About This Place
While most people think of Iowa's economy as largely corn-based, Des Moines has transformed itself into a mecca for insurance companies. About 70 insurance firms are headquartered in Des Moines, which helped this city of 200,000 maintain a vibrant economy even as the rest of the country suffered during the Great Recession. Another stabilizing factor is the large number of government jobs in this state capital. Farms and other agricultural businesses, from equipment manufacturers to seed distributors, also continue to play a key role in the region's economy. Located almost in the center of Iowa, Des Moines is 140 miles east of Omaha, Nebraska, and 330 miles west of Chicago. Tourists are few and far between in these parts, yet there are a surprising number of fun things to do in Des Moines.
Held at the same 400-acre site since 1886, the Iowa State Fair was the inspiration for the novel "State Fair" by Phil Strong, three movies and even a Broadway musical. This mid-August event is such an American institution that the fairgrounds, located about four miles east of downtown, is listed in the National Register of Historic Places. Among the fair's many traditions, a life-size cow sculpted entirely of butter is re-created every year and placed on display in a large cooler. From cooking contests and games to kiddie rides and concerts, the fair presents 11 days of non-stop entertainment.
To view sculptures and other artwork made of materials other than butter, head to the Des Moines Art Center, a few blocks west of downtown on Grand Avenue. The permanent collection consists of more than 4,000 works of art, primarily modern and contemporary art from the 20th and 21st centuries. Other traveling exhibitions have presented photos from the Civil Rights era and a conceptual work that melded silent film and sculpture. The buildings themselves are also works of art, designed by architects I.M. Pei, Eliel Saarinen and Richard Meier.

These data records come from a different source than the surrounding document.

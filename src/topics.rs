//! `topics` and `documents` commands.

use anyhow::Result;

use paperdesk_core::models::Topic;
use paperdesk_core::store::Store;

use crate::config::Config;
use crate::sqlite_store::SqliteStore;

pub async fn run_topics(config: &Config) -> Result<()> {
    let store = SqliteStore::connect(config).await?;
    let topics = store.list_topics().await?;
    store.close().await;

    print_topic_table(&topics);
    Ok(())
}

/// Print topics and their document counts as a table.
pub fn print_topic_table(topics: &[Topic]) {
    if topics.is_empty() {
        println!("No topics yet.");
        return;
    }

    let width = topics
        .iter()
        .map(|t| t.name.chars().count())
        .max()
        .unwrap_or(0)
        .max("TOPIC".len());

    println!("{:<width$}  {:>9}", "TOPIC", "DOCUMENTS", width = width);
    println!("{}", "-".repeat(width + 11));
    for topic in topics {
        println!(
            "{:<width$}  {:>9}",
            topic.name,
            topic.document_count,
            width = width
        );
    }
}

pub async fn run_documents(config: &Config, topic: &str) -> Result<()> {
    let store = SqliteStore::connect(config).await?;
    let found = store.find_topic(topic).await?;
    let documents = match &found {
        Some(t) => store.documents_by_topic(&t.name).await?,
        None => Vec::new(),
    };
    store.close().await;

    let Some(found) = found else {
        println!("Warning: no documents found for topic '{}'.", topic.trim());
        return Ok(());
    };
    if documents.is_empty() {
        println!("Warning: no documents found for topic '{}'.", found.name);
        return Ok(());
    }

    println!("--- {} ({} documents) ---", found.name, documents.len());
    for (i, doc) in documents.iter().enumerate() {
        println!("{}. {}", i + 1, doc.title);
        if !doc.authors.is_empty() {
            println!("    authors: {}", doc.authors);
        }
        println!("    pdf: {}", doc.pdf_link);
    }
    Ok(())
}
//! Embedding trait and vector utilities.
//!
//! Defines the [`Embedder`] trait that all embedding backends implement,
//! plus pure helpers for vector serialization, distance computation and
//! content hashing.
//!
//! Concrete providers (OpenAI, Ollama, fastembed) live in the `paperdesk`
//! app crate.

use anyhow::Result;
use async_trait::async_trait;
use sha2::{Digest, Sha256};

/// Trait for embedding providers.
#[async_trait]
pub trait Embedder: Send + Sync {
    /// Returns the model identifier (e.g. `"all-minilm-l6-v2"`).
    fn model_name(&self) -> &str;
    /// Returns the embedding vector dimensionality (e.g. `384`).
    fn dims(&self) -> usize;
    /// Embed a batch of texts, returning one vector per text in input order.
    async fn embed(&self, texts: &[String]) -> Result<Vec<Vec<f32>>>;
}

/// Embed a single text.
pub async fn embed_one(embedder: &dyn Embedder, text: &str) -> Result<Vec<f32>> {
    embedder
        .embed(&[text.to_string()])
        .await?
        .into_iter()
        .next()
        .ok_or_else(|| anyhow::anyhow!("Empty embedding response"))
}

/// Encode a float vector as a BLOB (little-endian f32 bytes).
///
/// # Example
///
/// ```rust
/// use paperdesk_core::embedding::{vec_to_blob, blob_to_vec};
///
/// let v = vec![1.0f32, -2.5, 3.125];
/// let blob = vec_to_blob(&v);
/// assert_eq!(blob.len(), 12); // 3 × 4 bytes
/// assert_eq!(blob_to_vec(&blob), v);
/// ```
pub fn vec_to_blob(vec: &[f32]) -> Vec<u8> {
    let mut bytes = Vec::with_capacity(vec.len() * 4);
    for &v in vec {
        bytes.extend_from_slice(&v.to_le_bytes());
    }
    bytes
}

/// Decode a BLOB back into a float vector.
pub fn blob_to_vec(blob: &[u8]) -> Vec<f32> {
    blob.chunks_exact(4)
        .map(|chunk| f32::from_le_bytes([chunk[0], chunk[1], chunk[2], chunk[3]]))
        .collect()
}

/// Squared Euclidean distance between two vectors.
///
/// Returns `f32::INFINITY` for vectors of different lengths so they sort
/// after every comparable vector.
pub fn l2_squared(a: &[f32], b: &[f32]) -> f32 {
    if a.len() != b.len() {
        return f32::INFINITY;
    }
    a.iter()
        .zip(b.iter())
        .map(|(x, y)| {
            let d = x - y;
            d * d
        })
        .sum()
}

/// SHA-256 hex digest of a document's text, used to detect stale vectors.
pub fn content_hash(text: &str) -> String {
    let mut hasher = Sha256::new();
    hasher.update(text.as_bytes());
    format!("{:x}", hasher.finalize())
}

#[cfg(test)]
mod tests {
    use super::*;

    #[test]
    fn test_vec_blob_roundtrip() {
        let vec = vec![1.0f32, -2.5, 3.125, 0.0, -0.001];
        assert_eq!(blob_to_vec(&vec_to_blob(&vec)), vec);
    }

    #[test]
    fn test_l2_squared() {
        assert_eq!(l2_squared(&[0.0, 0.0], &[3.0, 4.0]), 25.0);
        assert_eq!(l2_squared(&[1.0, 2.0], &[1.0, 2.0]), 0.0);
    }

    #[test]
    fn test_l2_different_lengths() {
        assert!(l2_squared(&[1.0, 2.0], &[1.0]).is_infinite());
    }

    #[test]
    fn test_content_hash_stable() {
        assert_eq!(content_hash("abc"), content_hash("abc"));
        assert_ne!(content_hash("abc"), content_hash("abd"));
        assert_eq!(content_hash("").len(), 64);
    }
}
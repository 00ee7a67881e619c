//! Generation trait and prompt construction.
//!
//! The answer prompt has the fixed shape
//! `"question: {query} context: {context}"` and is truncated to a token
//! budget before it reaches the model.
//!
//! Token counts are estimated at 4 characters per token; no tokenizer is
//! loaded.

use anyhow::Result;
use async_trait::async_trait;

/// Approximate characters-per-token ratio.
const CHARS_PER_TOKEN: usize = 4;

/// Default input budget, in tokens.
pub const DEFAULT_MAX_INPUT_TOKENS: usize = 512;

/// Per-request generation knobs.
#[derive(Debug, Clone, PartialEq, Eq)]
pub struct GenerationParams {
    /// Model override; `None` uses the provider's configured model.
    pub model: Option<String>,
    /// Maximum length of the generated answer, in tokens.
    pub max_length: usize,
    /// Beam count, forwarded to providers that support beam search.
    pub num_beams: usize,
}

impl Default for GenerationParams {
    fn default() -> Self {
        Self {
            model: None,
            max_length: 150,
            num_beams: 4,
        }
    }
}

/// Trait for text generation backends.
#[async_trait]
pub trait TextGenerator: Send + Sync {
    /// Returns the configured model identifier.
    fn model_name(&self) -> &str;
    /// Generate a completion for `prompt`.
    async fn generate(&self, prompt: &str, params: &GenerationParams) -> Result<String>;
}

/// Join retrieved document texts into a single context string.
pub fn build_context<'a>(texts: impl IntoIterator<Item = &'a str>) -> String {
    texts.into_iter().collect::<Vec<_>>().join(" ")
}

/// Build the answer prompt and cut it to `max_tokens`.
pub fn build_prompt(query: &str, context: &str, max_tokens: usize) -> String {
    let prompt = format!("question: {} context: {}", query, context);
    truncate_to_tokens(&prompt, max_tokens)
}

/// Truncate `text` to roughly `max_tokens` tokens.
///
/// Cuts at the last whitespace inside the budget when there is one, and
/// always on a char boundary.
pub fn truncate_to_tokens(text: &str, max_tokens: usize) -> String {
    let max_chars = max_tokens * CHARS_PER_TOKEN;
    if text.chars().count() <= max_chars {
        return text.to_string();
    }

    let cut = text
        .char_indices()
        .nth(max_chars)
        .map(|(i, _)| i)
        .unwrap_or(text.len());
    let head = &text[..cut];

    match head.rfind(char::is_whitespace) {
        Some(pos) if pos > 0 => head[..pos].trim_end().to_string(),
        _ => head.to_string(),
    }
}

/// First `max_chars` characters of `text`, with `" ..."` appended when cut.
pub fn preview(text: &str, max_chars: usize) -> String {
    if text.chars().count() <= max_chars {
        return text.to_string();
    }
    let head: String = text.chars().take(max_chars).collect();
    format!("{} ...", head)
}
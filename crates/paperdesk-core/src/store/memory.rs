//! In-memory [`Store`] implementation for tests.
//!
//! All state sits behind one `std::sync::Mutex`, so `add_document` is
//! atomic with respect to concurrent callers.

use std::collections::HashMap;
use std::sync::{Mutex, MutexGuard};

use anyhow::Result;
use async_trait::async_trait;

use crate::models::{normalize_topic, AddOutcome, Document, PaperRecord, Topic};

use super::Store;

struct StoredVector {
    model: String,
    content_hash: String,
    vector: Vec<f32>,
}

#[derive(Default)]
struct Inner {
    topics: Vec<Topic>,
    documents: Vec<Document>,
    vectors: HashMap<i64, StoredVector>,
}

/// In-memory store for tests.
#[derive(Default)]
pub struct InMemoryStore {
    inner: Mutex<Inner>,
}

impl InMemoryStore {
    pub fn new() -> Self {
        Self::default()
    }

    /// Total number of stored documents across all topics.
    pub fn document_count(&self) -> usize {
        self.lock().documents.len()
    }

    fn lock(&self) -> MutexGuard<'_, Inner> {
        self.inner.lock().unwrap_or_else(|e| e.into_inner())
    }
}

impl Inner {
    fn topic_index(&mut self, name: &str) -> usize {
        if let Some(pos) = self.topics.iter().position(|t| t.name == name) {
            return pos;
        }
        let id = self.topics.len() as i64 + 1;
        self.topics.push(Topic {
            id,
            name: name.to_string(),
            document_count: 0,
        });
        self.topics.len() - 1
    }
}

#[async_trait]
impl Store for InMemoryStore {
    async fn add_document(&self, topic: &str, record: &PaperRecord) -> Result<AddOutcome> {
        let name = normalize_topic(topic);
        let mut inner = self.lock();
        let topic_pos = inner.topic_index(&name);

        if let Some(existing) = inner.documents.iter().find(|d| d.title == record.title) {
            return Ok(AddOutcome::Existing(existing.clone()));
        }

        let doc = Document {
            id: inner.documents.len() as i64 + 1,
            topic_id: inner.topics[topic_pos].id,
            title: record.title.clone(),
            text: record.text.clone(),
            pdf_link: record.pdf_link.clone(),
            authors: record.authors_joined(),
        };
        inner.documents.push(doc.clone());
        inner.topics[topic_pos].document_count += 1;
        Ok(AddOutcome::Inserted(doc))
    }

    async fn get_topic(&self, name: &str) -> Result<Option<Topic>> {
        let name = normalize_topic(name);
        Ok(self.lock().topics.iter().find(|t| t.name == name).cloned())
    }

    async fn find_topic(&self, query: &str) -> Result<Option<Topic>> {
        let query = normalize_topic(query);
        if query.is_empty() {
            return Ok(None);
        }
        let inner = self.lock();
        let exact = inner.topics.iter().find(|t| t.name == query);
        Ok(exact
            .or_else(|| inner.topics.iter().find(|t| t.name.contains(&query)))
            .cloned())
    }

    async fn list_topics(&self) -> Result<Vec<Topic>> {
        let mut topics = self.lock().topics.clone();
        topics.sort_by(|a, b| a.name.cmp(&b.name));
        Ok(topics)
    }

    async fn documents_by_topic(&self, name: &str) -> Result<Vec<Document>> {
        let name = normalize_topic(name);
        let inner = self.lock();
        let Some(topic) = inner.topics.iter().find(|t| t.name == name) else {
            return Ok(Vec::new());
        };
        Ok(inner
            .documents
            .iter()
            .filter(|d| d.topic_id == topic.id)
            .cloned()
            .collect())
    }

    async fn cached_embedding(
        &self,
        document_id: i64,
        model: &str,
        content_hash: &str,
    ) -> Result<Option<Vec<f32>>> {
        Ok(self
            .lock()
            .vectors
            .get(&document_id)
            .filter(|v| v.model == model && v.content_hash == content_hash)
            .map(|v| v.vector.clone()))
    }

    async fn put_embedding(
        &self,
        document_id: i64,
        model: &str,
        content_hash: &str,
        vector: &[f32],
    ) -> Result<()> {
        self.lock().vectors.insert(
            document_id,
            StoredVector {
                model: model.to_string(),
                content_hash: content_hash.to_string(),
                vector: vector.to_vec(),
            },
        );
        Ok(())
    }
}
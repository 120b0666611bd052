//! Worker and employer account pages. Both list `/admin/users` with the
//! role fixed and share the KYC review sheet.

mod kyc_sheet;
mod list;

use dioxus::prelude::*;
use shared_types::UserRole;

use list::UsersPage;

#[component]
pub fn Workers() -> Element {
    rsx! { UsersPage { role: UserRole::Worker } }
}

#[component]
pub fn Employers() -> Element {
    rsx! { UsersPage { role: UserRole::Employer } }
}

Another must-see Des Moines attraction is Iowa State Capitol. Completed in 1886, the building is topped by a large dome gilded in 23-karat gold leaf. In the interior of the structure, 29 different types of marble are used, and each chandelier in the house chamber glimmers with 5,600 crystals. To keep Iowa's lawmakers warm during the area's brutally cold winters, the capitol is equipped with 24 fireplaces.
When the weather begins to warm up in April, Better Homes & Gardens magazine offers Friday afternoon tours of its test garden, located next to the company's downtown offices. This is where the staff experiments with new plant varieties, and it is also the site of many of the magazine's photo shoots, so visitors will want to be sure to bring a camera. Summertime visitors can enjoy a picnic or a relaxing stroll along the two-mile trail around Gray's Lake, which is situated on the southwest side of downtown Des Moines. Paddleboats and canoes are also available for rent by the hour. For anglers, the 96-acre lake brims with channel catfish and largemouth bass.